Rnd 1: Work 11 dc into the magic ring. Do not join. Place a locking stitch marker in the top of the beginning ch-3 to mark the start of the round. Pull the tail slightly to close the ring partway — do not pull it fully tight yet. (12 dc)
Rnd 2: Work 2 dc in each st around, moving the marker up as you reach it. (24 dc)
Rnd 3: Work 2 dc in the first st, dc in the next st. *2 dc in the next st, dc in the next st; repeat from * around. (36 dc)
Rnd 4: Work 2 dc in the first st, dc in the next 2 sts. *2 dc in the next st, dc in the next 2 sts; repeat from * around. (48 dc)
Rnd 5: Work 2 dc in the first st, dc in the next 3 sts. *2 dc in the next st, dc in the next 3 sts; repeat from * around. (60 dc)
Rnd 6: Work 2 dc in the first st, dc in the next 4 sts. *2 dc in the next st, dc in the next 4 sts; repeat from * around. (72 dc)
The increase section is now complete. You will have 72 dc. The flat circle should measure approximately 7 inches across before cinching.
Body (Worked in Spiral)
Rnds 7–16: Dc in each st around. Do not join. Move the marker up each round. (72 dc per round)
The body should now measure roughly 8 inches from the crown ring to the current round.
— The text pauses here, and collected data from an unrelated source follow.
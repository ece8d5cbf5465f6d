// src/core/mod.rs

pub mod converter;
/// `Registry::execute` and its options and errors.
pub mod dispatcher;
pub mod lexer;
/// Command registry, descriptors, verbs and signature validation.
pub mod registry;
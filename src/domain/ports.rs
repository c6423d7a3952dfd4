use crate::domain::model::{DecodeResult, Product};
use crate::utils::error::Result;
use std::path::Path;

/// 商品資料來源，啟動時一次載入
pub trait CatalogSource {
    fn load(&self) -> Result<Vec<Product>>;
    fn describe(&self) -> String;
}

/// 條碼辨識服務；處理過程本身失敗時回傳 Err
pub trait BarcodeDecoder {
    fn decode(&self, image: &Path) -> Result<DecodeResult>;
}

pub trait Storage {
    fn write_file(&self, path: &str, data: &[u8]) -> Result<String>;
}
For a deeper slouch, add more rounds here — each round adds about 0.5 inches of depth. For a more fitted beanie, reduce to 12 total body rounds.
Brim Transition
After completing the last body round, work one additional dc in the next st to reach an even stopping point. Sl st into the next st to close the spiral and prepare for joined rounds. You will now work the brim in joined rounds so the post-stitch pattern aligns cleanly at the start and end of each round.
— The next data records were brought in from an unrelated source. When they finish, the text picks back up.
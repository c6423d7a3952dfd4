//! Text rendering for the terminal shell.
//!
//! Everything here is a pure function from engine values to strings, so the
//! shell can be tested without a terminal.

use crate::core::{CartEvent, MacroRatio, NutritionReport, Product, ScanOutcome};

const GAUGE_WIDTH: usize = 20;

/// 整數時不顯示小數點
pub fn format_amount(value: f64) -> String {
    if value.fract() == 0.0 {
        format!("{:.0}", value)
    } else {
        format!("{:.1}", value)
    }
}

/// 進度條；超過 1.0 時畫滿
pub fn gauge(ratio: f64) -> String {
    let filled = (ratio.clamp(0.0, 1.0) * GAUGE_WIDTH as f64).round() as usize;
    format!(
        "[{}{}]",
        "█".repeat(filled),
        "░".repeat(GAUGE_WIDTH - filled)
    )
}

pub fn product_listing(products: &[Product]) -> String {
    if products.is_empty() {
        return "No products match your search.\n".to_string();
    }

    let mut out = String::from("Products\n");
    for (row, product) in products.iter().enumerate() {
        out.push_str(&format!(
            "{:>2}. {} ({} kcal) [{}]\n",
            row + 1,
            product.name,
            format_amount(product.energy_kcal),
            product.category
        ));
        out.push_str(&format!(
            "    sodium: {}mg | protein: {}g\n",
            format_amount(product.sodium_mg),
            format_amount(product.protein_g)
        ));
    }
    out
}

pub fn cart_listing(items: &[Product]) -> String {
    if items.is_empty() {
        return "Your cart is empty. Add some products!\n".to_string();
    }

    let mut out = format!("Cart ({} items)\n", items.len());
    for (index, item) in items.iter().enumerate() {
        out.push_str(&format!("{:>2}. {}\n", index + 1, item.name));
    }
    out
}

pub fn cart_event(event: &CartEvent) -> String {
    match event {
        CartEvent::Added { name } => format!("🛒 '{}' added!\n", name),
        CartEvent::Removed { name, .. } => format!("🗑️ '{}' removed\n", name),
        CartEvent::Cleared { count } => format!("Cart cleared ({} items removed)\n", count),
    }
}

pub fn scan_outcome(outcome: &ScanOutcome) -> String {
    match outcome {
        ScanOutcome::Found { .. } => format!(
            "✅ {}\n   Type 'take' to add it to your cart.\n",
            outcome.message()
        ),
        ScanOutcome::NotInCatalog { .. } => format!("❌ {}\n", outcome.message()),
        ScanOutcome::NoBarcode => format!(
            "⚠️ {}. Try a sharper photo.\n",
            outcome.message()
        ),
        ScanOutcome::DecoderUnavailable => format!(
            "❌ {}. Install zbar (e.g. 'brew install zbar' or 'apt-get install zbar-tools').\n",
            outcome.message()
        ),
        ScanOutcome::DecodeError(_) => format!("❌ {}\n", outcome.message()),
    }
}

pub fn nutrition_report(report: &NutritionReport, item_count: usize) -> String {
    if item_count == 0 {
        return "Your cart is empty. Add some products!\n".to_string();
    }

    let totals = &report.totals;
    let target = &report.target;
    let mut out = format!("📊 Nutrition report ({} items)\n", item_count);

    out.push_str(&format!(
        "Total energy: {} kcal ({} kcal left)\n",
        format_amount(totals.energy_kcal),
        format_amount(report.energy_remaining_kcal)
    ));

    out.push_str(&format!(
        "Sodium: {}mg ({:.1}%)\n",
        format_amount(totals.sodium_mg),
        report.sodium_pct_display()
    ));
    match report.sodium_progress {
        Some(progress) => out.push_str(&format!("  {}\n", gauge(progress))),
        None => {
            out.push_str("🚨 Sodium overload! No more salty food today!\n");
            out.push_str("💡 Tip: banana milk or coconut water helps flush sodium out.\n");
        }
    }

    out.push_str(&format!(
        "Sugar: {}g ({:.1}% of {}g)\n",
        format_amount(totals.sugar_g),
        report.sugar_pct,
        format_amount(target.sugar_g)
    ));
    out.push_str(&format!(
        "Protein: {}g ({:.1}% of {}g)\n",
        format_amount(totals.protein_g),
        report.protein_pct,
        format_amount(target.protein_g)
    ));

    out.push_str(&macro_chart(&report.macros));
    out
}

/// 碳水／蛋白質／脂肪比例，比例換算在這裡做
pub fn macro_chart(macros: &MacroRatio) -> String {
    let rows = [
        ("Carbohydrate", macros.carbohydrate_g),
        ("Protein", macros.protein_g),
        ("Fat (est.)", macros.fat_g),
    ];
    let total: f64 = rows.iter().map(|(_, grams)| grams).sum();

    let mut out = String::from("Macro ratio\n");
    if total <= 0.0 {
        out.push_str("  no macronutrient data\n");
        return out;
    }

    for (label, grams) in rows {
        let share = grams / total;
        out.push_str(&format!(
            "  {:<13} {:>6}g {:>5.1}% {}\n",
            label,
            format_amount(grams),
            share * 100.0,
            gauge(share)
        ));
    }
    out
}

pub fn help() -> &'static str {
    "Commands
  search [query]   list products whose name contains the query (all when empty)
  add <n>          add product #n of the last listing to the cart
  barcode <code>   look up a product by barcode
  scan <image>     decode a barcode from a photo
  take             add the last scanned product to the cart
  cart             show the cart
  remove <n>       remove cart item #n
  report           show the nutrition report
  export           save the current combo report
  clear            empty the cart
  help             show this help
  quit             leave
"
}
Transition round (optional but recommended): Ch 1. Sc in each st around. Join with a sl st to the first sc. This round smooths the boundary between the spiral body and the joined brim and gives the post stitches a clean foundation. (72 sc)
Post-Stitch Brim (Worked in Joined Rounds)
Brim Rnd 1: Ch 2 (does not count as a stitch). Work fpdc around the post of the first st. Work bpdc around the post of the next st. *Fpdc around the next st, bpdc around the next st; repeat from * around. Join with a sl st to the top of the first fpdc. (72 sts, alternating fpdc and bpdc)
Brim Rnd 2: Ch 2. Work fpdc around each fpdc from the previous round, and bpdc around each bpdc. This maintains the rib pattern — the raised ridges continue straight down rather than shifting. Join with a sl st to the top of the first fpdc.
Brim Rnds 3–6: Repeat Brim Rnd 2. (72 sts per round)
For a taller brim that can be folded up, work two additional rounds. For a narrower brim, stop after four rounds. At the end of your final brim round, join with a sl st. Fasten off, leaving a 6-inch tail. Weave in the end.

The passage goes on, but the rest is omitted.